Author: David S. Dalton
Publisher: University Press of Florida
Published: 2022-08-16
Total Pages: 249
ISBN-13: 1683403134
DOWNLOAD EBOOKIllustrating the diversity of disciplines that intersect within global health studies, Healthcare in Latin America is the first volume to gather research by many of the foremost scholars working on the topic and region in fields such as history, sociology, women’s studies, political science, and cultural studies.
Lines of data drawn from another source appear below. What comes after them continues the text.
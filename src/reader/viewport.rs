//! Viewport measurement
//!
//! Turns the host surface rectangle into usable content dimensions after
//! applying responsive margins, and decides between single- and dual-column
//! reading.

use serde::{Deserialize, Serialize};
use thiserror::Error;

/// Fixed gap between columns in pixels
pub const COLUMN_GAP: u32 = 40;

/// Host widths above this use desktop margins
pub const DESKTOP_BREAKPOINT: i64 = 768;

/// Per-side margin below the desktop breakpoint
pub const MOBILE_MARGIN: i64 = 32;

/// Per-side margin above the desktop breakpoint
pub const DESKTOP_MARGIN: i64 = 48;

/// Usable widths above this switch to two columns per page
pub const TWO_COLUMN_THRESHOLD: u32 = 800;

/// Largest host dimension accepted, in pixels
pub const MAX_SURFACE_PX: i64 = 16_384;

/// Width changes at or below this many pixels do not trigger re-measurement
pub const RESIZE_HYSTERESIS_PX: f64 = 5.0;

/// Bounding rectangle of the reading surface, in device pixels
#[derive(Debug, Clone, Copy, PartialEq, Serialize, Deserialize)]
pub struct HostRect {
    pub width: f64,
    pub height: f64,
}

impl HostRect {
    pub fn new(width: f64, height: f64) -> Self {
        Self { width, height }
    }
}

/// Usable content area derived from a host rectangle
#[derive(Debug, Clone, Copy, PartialEq, Eq, Serialize, Deserialize)]
#[serde(rename_all = "camelCase")]
pub struct Viewport {
    pub usable_width: u32,
    pub usable_height: u32,
    pub is_two_column: bool,
}

impl Viewport {
    /// Build a viewport from an already-margined width.
    ///
    /// In two-column mode the width is normalized to `2 * column + gap` so the
    /// odd leftover pixel never reaches the column math.
    pub fn normalized(usable_width: u32, usable_height: u32) -> Self {
        let is_two_column = usable_width > TWO_COLUMN_THRESHOLD;
        let usable_width = if is_two_column {
            let column_width = (usable_width - COLUMN_GAP) / 2;
            column_width * 2 + COLUMN_GAP
        } else {
            usable_width
        };

        Self {
            usable_width,
            usable_height,
            is_two_column,
        }
    }

    /// Same dimensions with the column mode forced
    pub fn with_two_column(self, is_two_column: bool) -> Self {
        Self {
            is_two_column,
            ..self
        }
    }
}

/// Reasons a measurement cannot publish a viewport yet
#[derive(Debug, Clone, Copy, PartialEq, Eq, Error)]
pub enum NotReady {
    #[error("host surface has no area ({width}x{height})")]
    EmptySurface { width: i64, height: i64 },

    #[error("no usable width left after {margin}px margins on a {width}px surface")]
    NoUsableWidth { width: i64, margin: i64 },

    #[error("host surface {width}x{height} exceeds {max}px")]
    OversizedSurface { width: i64, height: i64, max: i64 },
}

/// Measure a host rectangle.
///
/// Dimensions are floored to whole pixels before any math.
pub fn measure(rect: HostRect) -> Result<Viewport, NotReady> {
    let width = rect.width.floor() as i64;
    let height = rect.height.floor() as i64;

    if width <= 0 || height <= 0 {
        return Err(NotReady::EmptySurface { width, height });
    }
    let oversized = NotReady::OversizedSurface {
        width,
        height,
        max: MAX_SURFACE_PX,
    };
    if width > MAX_SURFACE_PX || height > MAX_SURFACE_PX {
        return Err(oversized);
    }

    let margin = if width > DESKTOP_BREAKPOINT {
        DESKTOP_MARGIN
    } else {
        MOBILE_MARGIN
    };
    let usable_width = width - margin * 2;
    if usable_width <= 0 {
        return Err(NotReady::NoUsableWidth { width, margin });
    }

    let usable_width = u32::try_from(usable_width).map_err(|_| oversized)?;
    let usable_height = u32::try_from(height).map_err(|_| oversized)?;
    Ok(Viewport::normalized(usable_width, usable_height))
}

/// Width hysteresis for resize events.
///
/// Mobile browser chrome collapsing changes the height only; those events
/// must not cause a repagination.
#[derive(Debug, Clone, Copy, Default)]
pub struct ResizeGate {
    last_width: Option<f64>,
}

impl ResizeGate {
    pub fn new() -> Self {
        Self::default()
    }

    /// Whether a resize to `width` warrants a new measurement
    pub fn should_remeasure(&self, width: f64) -> bool {
        match self.last_width {
            Some(last) => (width - last).abs() > RESIZE_HYSTERESIS_PX,
            None => true,
        }
    }

    /// Record the width that was actually measured
    pub fn commit(&mut self, width: f64) {
        self.last_width = Some(width);
    }

    pub fn last_width(&self) -> Option<f64> {
        self.last_width
    }
}

/// Tracks readiness across successive measurements
#[derive(Debug, Clone, Default)]
pub struct ViewportMeasurer {
    gate: ResizeGate,
    current: Option<Viewport>,
    ready: bool,
}

impl ViewportMeasurer {
    pub fn new() -> Self {
        Self::default()
    }

    /// Measure and, on success, publish the viewport and mark layout ready.
    ///
    /// Returns `Ok(true)` when the published viewport changed.
    pub fn measure(&mut self, rect: HostRect) -> Result<bool, NotReady> {
        let viewport = measure(rect)?;
        self.gate.commit(rect.width);
        self.ready = true;

        let changed = self.current != Some(viewport);
        self.current = Some(viewport);
        Ok(changed)
    }

    pub fn gate(&self) -> &ResizeGate {
        &self.gate
    }

    pub fn viewport(&self) -> Option<Viewport> {
        self.current
    }

    pub fn is_ready(&self) -> bool {
        self.ready
    }
}

#[cfg(test)]
mod tests {
    use super::*;

    #[test]
    fn test_two_column_normalization() {
        let viewport = Viewport::normalized(1000, 700);
        assert!(viewport.is_two_column);
        assert_eq!(viewport.usable_width, 1000);

        // Odd leftover pixel is discarded
        let viewport = Viewport::normalized(1001, 700);
        assert_eq!(viewport.usable_width, 1000);

        for width in 801..2400 {
            let viewport = Viewport::normalized(width, 600);
            let column = (viewport.usable_width - COLUMN_GAP) / 2;
            assert_eq!(2 * column + COLUMN_GAP, viewport.usable_width);
        }
    }

    #[test]
    fn test_single_column_below_threshold() {
        let viewport = Viewport::normalized(400, 600);
        assert!(!viewport.is_two_column);
        assert_eq!(viewport.usable_width, 400);

        let viewport = Viewport::normalized(800, 600);
        assert!(!viewport.is_two_column);
    }

    #[test]
    fn test_measure_margins() {
        // Mobile: 32px per side
        let viewport = measure(HostRect::new(390.7, 844.2)).unwrap();
        assert_eq!(viewport.usable_width, 390 - 64);
        assert_eq!(viewport.usable_height, 844);

        // Exactly at the breakpoint still uses mobile margins
        let viewport = measure(HostRect::new(768.0, 900.0)).unwrap();
        assert_eq!(viewport.usable_width, 704);

        // Desktop: 48px per side, 1096 usable -> two columns of 528
        let viewport = measure(HostRect::new(1192.0, 900.0)).unwrap();
        assert!(viewport.is_two_column);
        assert_eq!(viewport.usable_width, 1096);
    }

    #[test]
    fn test_measure_not_ready() {
        assert!(matches!(
            measure(HostRect::new(0.0, 500.0)),
            Err(NotReady::EmptySurface { .. })
        ));
        assert!(matches!(
            measure(HostRect::new(500.0, 0.4)),
            Err(NotReady::EmptySurface { .. })
        ));
        assert!(matches!(
            measure(HostRect::new(60.0, 500.0)),
            Err(NotReady::NoUsableWidth { .. })
        ));
    }

    #[test]
    fn test_measure_rejects_oversized_surface() {
        // Would wrap to a 1000px viewport if narrowed without a check
        assert!(matches!(
            measure(HostRect::new(4_294_968_392.0, 800.0)),
            Err(NotReady::OversizedSurface { .. })
        ));
        assert!(matches!(
            measure(HostRect::new(1280.0, f64::INFINITY)),
            Err(NotReady::OversizedSurface { .. })
        ));
        assert!(matches!(
            measure(HostRect::new(f64::NAN, 800.0)),
            Err(NotReady::EmptySurface { .. })
        ));

        let viewport = measure(HostRect::new(16_384.0, 16_384.0)).unwrap();
        assert_eq!(viewport.usable_width, 16_384 - 96);
        assert!(measure(HostRect::new(16_385.0, 800.0)).is_err());
    }

    #[test]
    fn test_resize_gate_hysteresis() {
        let mut gate = ResizeGate::new();
        assert!(gate.should_remeasure(1024.0));
        gate.commit(1024.0);

        assert!(!gate.should_remeasure(1024.0));
        assert!(!gate.should_remeasure(1029.0));
        assert!(!gate.should_remeasure(1019.0));
        assert!(gate.should_remeasure(1029.5));
        assert!(gate.should_remeasure(1010.0));
    }

    #[test]
    fn test_measurer_ready_only_after_success() {
        let mut measurer = ViewportMeasurer::new();
        assert!(measurer.measure(HostRect::new(0.0, 0.0)).is_err());
        assert!(!measurer.is_ready());
        assert!(measurer.viewport().is_none());

        assert!(measurer.measure(HostRect::new(500.0, 800.0)).unwrap());
        assert!(measurer.is_ready());

        // Same dimensions again: ready, but nothing changed
        assert!(!measurer.measure(HostRect::new(500.0, 800.0)).unwrap());
    }
}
Through this unique eclectic approach, contributors explore the development and representation of public health in countries including Argentina, Bolivia, Brazil, Chile, Colombia, Cuba, Ecuador, El Salvador, Guatemala, Mexico, Nicaragua, Puerto Rico, and the United States. They examine how national governments, whether reactionary or revolutionary, have approached healthcare as a means to political legitimacy and popular support. Several essays contrast modern biomedicine-based treatment with Indigenous healing practices. Other topics include universal health coverage, childbirth, maternal care, forced sterilization, trans and disabled individuals’ access to care, intersexuality, and healthcare disparities, many of which are discussed through depictions in films and literature. As economic and political conditions have shifted amid modernization efforts, independence movements, migrations, and continued inequities, so have the policies and practices of healthcare also developed and changed. This book offers a rich overview of how the stories of healthcare in Latin America are intertwined with the region’s political, historical, and cultural identities. Contributors: Benny J. Andrés, Jr. | Javier Barroso | Katherine E. Bliss | Eric D. Carter | David S. Dalton | Carlos S. Dimas | Sophie Esch | Renata Forste | David L. García León | Javier E. García León | Jethro Hernández Berrones | Katherine Hirschfeld | Emily J. Kirk | Gabriela León-Pérez | Manuel F. Medina | Christopher D. Mellinger | Alicia Z. Miklos | Nicole L. Pacino | Douglas J. Weatherford Publication of this work made possible by a Sustaining the Humanities through the American Rescue Plan grant from the National Endowment for the Humanities.